- **Assignment**
The entries are to be repeated verbatim, with nothing left out.

+++ Records shown +++

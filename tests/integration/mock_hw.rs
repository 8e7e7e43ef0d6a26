//! Mock adapters for integration tests.
//!
//! The clock and the delay share one millisecond counter, so a blocking
//! driver loop advances simulated time exactly as far as it sleeps. The
//! range source replays a scripted trace of distances and faults.

use std::cell::Cell;
use std::rc::Rc;

use embedded_hal::delay::DelayNs;
use stepaware_range::SensorError;
use stepaware_range::app::events::PerceptionEvent;
use stepaware_range::app::ports::{ClockPort, EventSink, RangePort};

// ── Scripted range source ─────────────────────────────────────

/// One scripted poll result.
#[derive(Debug, Clone, Copy, PartialEq, Eq)]
pub enum Reading {
    Distance(u32),
    Fault(SensorError),
}

impl From<u32> for Reading {
    fn from(mm: u32) -> Self {
        Self::Distance(mm)
    }
}

/// Replays a fixed trace of readings through [`RangePort`].
pub struct ScriptedRange {
    script: Vec<Reading>,
    cursor: usize,
    repeat: bool,
    faults: u32,
}

#[allow(dead_code)]
impl ScriptedRange {
    /// Play `script` once; further polls report [`SensorError::NoEcho`].
    pub fn once(script: impl IntoIterator<Item = impl Into<Reading>>) -> Self {
        Self {
            script: script.into_iter().map(Into::into).collect(),
            cursor: 0,
            repeat: false,
            faults: 0,
        }
    }

    /// Play `script` in a loop.
    pub fn looping(script: impl IntoIterator<Item = impl Into<Reading>>) -> Self {
        Self {
            repeat: true,
            ..Self::once(script)
        }
    }

    /// Polls served so far.
    pub fn position(&self) -> usize {
        self.cursor
    }

    pub fn is_exhausted(&self) -> bool {
        !self.repeat && self.cursor >= self.script.len()
    }

    /// Failed polls served so far.
    pub fn faults(&self) -> u32 {
        self.faults
    }
}

impl RangePort for ScriptedRange {
    fn poll_raw_distance(&mut self) -> Result<u32, SensorError> {
        let step = if self.script.is_empty() {
            None
        } else if self.repeat {
            Some(self.script[self.cursor % self.script.len()])
        } else {
            self.script.get(self.cursor).copied()
        };
        self.cursor += 1;

        match step {
            Some(Reading::Distance(mm)) => Ok(mm),
            Some(Reading::Fault(e)) => {
                self.faults = self.faults.saturating_add(1);
                Err(e)
            }
            None => {
                self.faults = self.faults.saturating_add(1);
                Err(SensorError::NoEcho)
            }
        }
    }
}

// ── Simulated time ────────────────────────────────────────────

#[derive(Clone, Default)]
pub struct SimClock {
    now: Rc<Cell<u32>>,
}

#[allow(dead_code)]
impl SimClock {
    pub fn starting_at(ms: u32) -> Self {
        Self {
            now: Rc::new(Cell::new(ms)),
        }
    }

    pub fn set(&self, ms: u32) {
        self.now.set(ms);
    }

    pub fn advance(&self, ms: u32) {
        self.now.set(self.now.get().wrapping_add(ms));
    }

    /// A delay that moves this clock forward.
    pub fn delay(&self) -> SimDelay {
        SimDelay {
            clock: self.clone(),
            slept_ns: 0,
        }
    }
}

impl ClockPort for SimClock {
    fn now_ms(&self) -> u32 {
        self.now.get()
    }
}

pub struct SimDelay {
    clock: SimClock,
    pub slept_ns: u64,
}

impl DelayNs for SimDelay {
    fn delay_ns(&mut self, ns: u32) {
        self.slept_ns += u64::from(ns);
        self.clock.advance(ns / 1_000_000);
    }

    fn delay_ms(&mut self, ms: u32) {
        self.slept_ns += u64::from(ms) * 1_000_000;
        self.clock.advance(ms);
    }
}

// ── Event recorder ────────────────────────────────────────────

#[derive(Default)]
pub struct RecordingSink {
    pub events: Vec<PerceptionEvent>,
}

#[allow(dead_code)]
impl RecordingSink {
    pub fn new() -> Self {
        Self::default()
    }

    pub fn crossings(&self) -> Vec<&PerceptionEvent> {
        self.events
            .iter()
            .filter(|e| matches!(e, PerceptionEvent::ThresholdCrossed { .. }))
            .collect()
    }

    pub fn clears(&self) -> usize {
        self.events
            .iter()
            .filter(|e| matches!(e, PerceptionEvent::Cleared { .. }))
            .count()
    }

    pub fn position(&self, pred: impl Fn(&PerceptionEvent) -> bool) -> Option<usize> {
        self.events.iter().position(pred)
    }
}

impl EventSink for RecordingSink {
    fn emit(&mut self, event: &PerceptionEvent) {
        self.events.push(event.clone());
    }
}
//! StepAware range-perception library.
//!
//! Turns a stream of raw distance readings into a filtered distance, a
//! debounced movement direction and edge-triggered presence events for the
//! hazard-warning layer. Everything here is pure logic that runs the same
//! on the device and on the host; hardware drivers plug in through the
//! traits in [`app::ports`].

#![deny(unused_must_use)]

pub mod adapters;
pub mod app;
pub mod config;
pub mod diagnostics;
pub mod error;
pub mod sensors;

pub use app::service::PerceptionService;
pub use config::{PerceptionConfig, TriggerMode};
pub use error::{Error, Result, SensorError};
pub use sensors::RangeEngine;
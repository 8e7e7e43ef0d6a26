//! Port traits: the boundary between the perception core and the outside world.
//!
//! ```text
//!   Adapter ──▶ Port trait ──▶ PerceptionService (domain)
//! ```
//!
//! Each physical sensor adapter implements [`RangePort`] and is lent to the
//! service by reference on every tick; the core never owns or inherits from
//! a driver.

use crate::error::SensorError;

// ───────────────────────────────────────────────────────────────
// Range port (driven adapter: hardware → domain)
// ───────────────────────────────────────────────────────────────

/// Read-side capability of a distance sensor.
pub trait RangePort {
    /// Take one distance measurement in millimetres.
    ///
    /// `Ok(0)` and any `Err` both mean "no valid reading this cycle". The
    /// adapter is responsible for its own fault-rate bookkeeping.
    fn poll_raw_distance(&mut self) -> Result<u32, SensorError>;
}

// ───────────────────────────────────────────────────────────────
// Clock port
// ───────────────────────────────────────────────────────────────

/// Monotonic millisecond clock. Wraps at `u32::MAX`; callers use
/// wrapping arithmetic.
pub trait ClockPort {
    fn now_ms(&self) -> u32;
}

// ───────────────────────────────────────────────────────────────
// Event sink port (driven adapter: domain → actuator / logging)
// ───────────────────────────────────────────────────────────────

/// The service emits [`PerceptionEvent`](super::events::PerceptionEvent)s
/// through this port. Adapters decide where they go (warning layer, serial
/// log, telemetry).
pub trait EventSink {
    fn emit(&mut self, event: &super::events::PerceptionEvent);
}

+++

- **Finished task**
filename tests/integration/mock_hw.rs
repository 8e7e7e43ef0d6a26
//! Mock adapters for integration tests.
//!
//! The clock and the delay share one millisecond counter, so a blocking
//! driver loop advances simulated time exactly as far as it sleeps. The
//! range source replays a scripted trace of distances and faults.

use std::cell::Cell;
use std::rc::Rc;

use embedded_hal::delay::DelayNs;
use stepaware_range::SensorError;
use stepaware_range::app::events::PerceptionEvent;
use stepaware_range::app::ports::{ClockPort, EventSink, RangePort};

// ── Scripted range source ─────────────────────────────────────

/// One scripted poll result.
#[derive(Debug, Clone, Copy, PartialEq, Eq)]
pub enum Reading {
    Distance(u32),
    Fault(SensorError),
}

impl From<u32> for Reading {
    fn from(mm: u32) -> Self {
        Self::Distance(mm)
    }
}

/// Replays a fixed trace of readings through [`RangePort`].
pub struct ScriptedRange {
    script: Vec<Reading>,
    cursor: usize,
    repeat: bool,
    faults: u32,
}

#[allow(dead_code)]
impl ScriptedRange {
    /// Play `script` once; further polls report [`SensorError::NoEcho`].
    pub fn once(script: impl IntoIterator<Item = impl Into<Reading>>) -> Self {
        Self {
            script: script.into_iter().map(Into::into).collect(),
            cursor: 0,
            repeat: false,
            faults: 0,
        }
    }

    /// Play `script` in a loop.
    pub fn looping(script: impl IntoIterator<Item = impl Into<Reading>>) -> Self {
        Self {
            repeat: true,
            ..Self::once(script)
        }
    }

    /// Polls served so far.
    pub fn position(&self) -> usize {
        self.cursor
    }

    pub fn is_exhausted(&self) -> bool {
        !self.repeat && self.cursor >= self.script.len()
    }

    /// Failed polls served so far.
    pub fn faults(&self) -> u32 {
        self.faults
    }
}

impl RangePort for ScriptedRange {
    fn poll_raw_distance(&mut self) -> Result<u32, SensorError> {
        let step = if self.script.is_empty() {
            None
        } else if self.repeat {
            Some(self.script[self.cursor % self.script.len()])
        } else {
            self.script.get(self.cursor).copied()
        };
        self.cursor += 1;

        match step {
            Some(Reading::Distance(mm)) => Ok(mm),
            Some(Reading::Fault(e)) => {
                self.faults = self.faults.saturating_add(1);
                Err(e)
            }
            None => {
                self.faults = self.faults.saturating_add(1);
                Err(SensorError::NoEcho)
            }
        }
    }
}

// ── Simulated time ────────────────────────────────────────────

#[derive(Clone, Default)]
pub struct SimClock {
    now: Rc<Cell<u32>>,
}

#[allow(dead_code)]
impl SimClock {
    pub fn starting_at(ms: u32) -> Self {
        Self {
            now: Rc::new(Cell::new(ms)),
        }
    }

    pub fn set(&self, ms: u32) {
        self.now.set(ms);
    }

    pub fn advance(&self, ms: u32) {
        self.now.set(self.now.get().wrapping_add(ms));
    }

    /// A delay that moves this clock forward.
    pub fn delay(&self) -> SimDelay {
        SimDelay {
            clock: self.clone(),
            slept_ns: 0,
        }
    }
}

impl ClockPort for SimClock {
    fn now_ms(&self) -> u32 {
        self.now.get()
    }
}

pub struct SimDelay {
    clock: SimClock,
    pub slept_ns: u64,
}

impl DelayNs for SimDelay {
    fn delay_ns(&mut self, ns: u32) {
        self.slept_ns += u64::from(ns);
        self.clock.advance(ns / 1_000_000);
    }

    fn delay_ms(&mut self, ms: u32) {
        self.slept_ns += u64::from(ms) * 1_000_000;
        self.clock.advance(ms);
    }
}

// ── Event recorder ────────────────────────────────────────────

#[derive(Default)]
pub struct RecordingSink {
    pub events: Vec<PerceptionEvent>,
}

#[allow(dead_code)]
impl RecordingSink {
    pub fn new() -> Self {
        Self::default()
    }

    pub fn crossings(&self) -> Vec<&PerceptionEvent> {
        self.events
            .iter()
            .filter(|e| matches!(e, PerceptionEvent::ThresholdCrossed { .. }))
            .collect()
    }

    pub fn clears(&self) -> usize {
        self.events
            .iter()
            .filter(|e| matches!(e, PerceptionEvent::Cleared { .. }))
            .count()
    }

    pub fn position(&self, pred: impl Fn(&PerceptionEvent) -> bool) -> Option<usize> {
        self.events.iter().position(pred)
    }
}

impl EventSink for RecordingSink {
    fn emit(&mut self, event: &PerceptionEvent) {
        self.events.push(event.clone());
    }
}
//! StepAware range-perception library.
//!
//! Turns a stream of raw distance readings into a filtered distance, a
//! debounced movement direction and edge-triggered presence events for the
//! hazard-warning layer. Everything here is pure logic that runs the same
//! on the device and on the host; hardware drivers plug in through the
//! traits in [`app::ports`].

#![deny(unused_must_use)]

pub mod adapters;
pub mod app;
pub mod config;
pub mod diagnostics;
pub mod error;
pub mod sensors;

pub use app::service::PerceptionService;
pub use config::{PerceptionConfig, TriggerMode};
pub use error::{Error, Result, SensorError};
pub use sensors::RangeEngine;
repository 8e7e7e43ef0d6a26
//! Port traits: the boundary between the perception core and the outside world.
//!
//! ```text
//!   Adapter ──▶ Port trait ──▶ PerceptionService (domain)
//! ```
//!
//! Each physical sensor adapter implements [`RangePort`] and is lent to the
//! service by reference on every tick; the core never owns or inherits from
//! a driver.

use crate::error::SensorError;

// ───────────────────────────────────────────────────────────────
// Range port (driven adapter: hardware → domain)
// ───────────────────────────────────────────────────────────────

/// Read-side capability of a distance sensor.
pub trait RangePort {
    /// Take one distance measurement in millimetres.
    ///
    /// `Ok(0)` and any `Err` both mean "no valid reading this cycle". The
    /// adapter is responsible for its own fault-rate bookkeeping.
    fn poll_raw_distance(&mut self) -> Result<u32, SensorError>;
}

// ───────────────────────────────────────────────────────────────
// Clock port
// ───────────────────────────────────────────────────────────────

/// Monotonic millisecond clock. Wraps at `u32::MAX`; callers use
/// wrapping arithmetic.
pub trait ClockPort {
    fn now_ms(&self) -> u32;
}

// ───────────────────────────────────────────────────────────────
// Event sink port (driven adapter: domain → actuator / logging)
// ───────────────────────────────────────────────────────────────

/// The service emits [`PerceptionEvent`](super::events::PerceptionEvent)s
/// through this port. Adapters decide where they go (warning layer, serial
/// log, telemetry).
pub trait EventSink {
    fn emit(&mut self, event: &super::events::PerceptionEvent);
}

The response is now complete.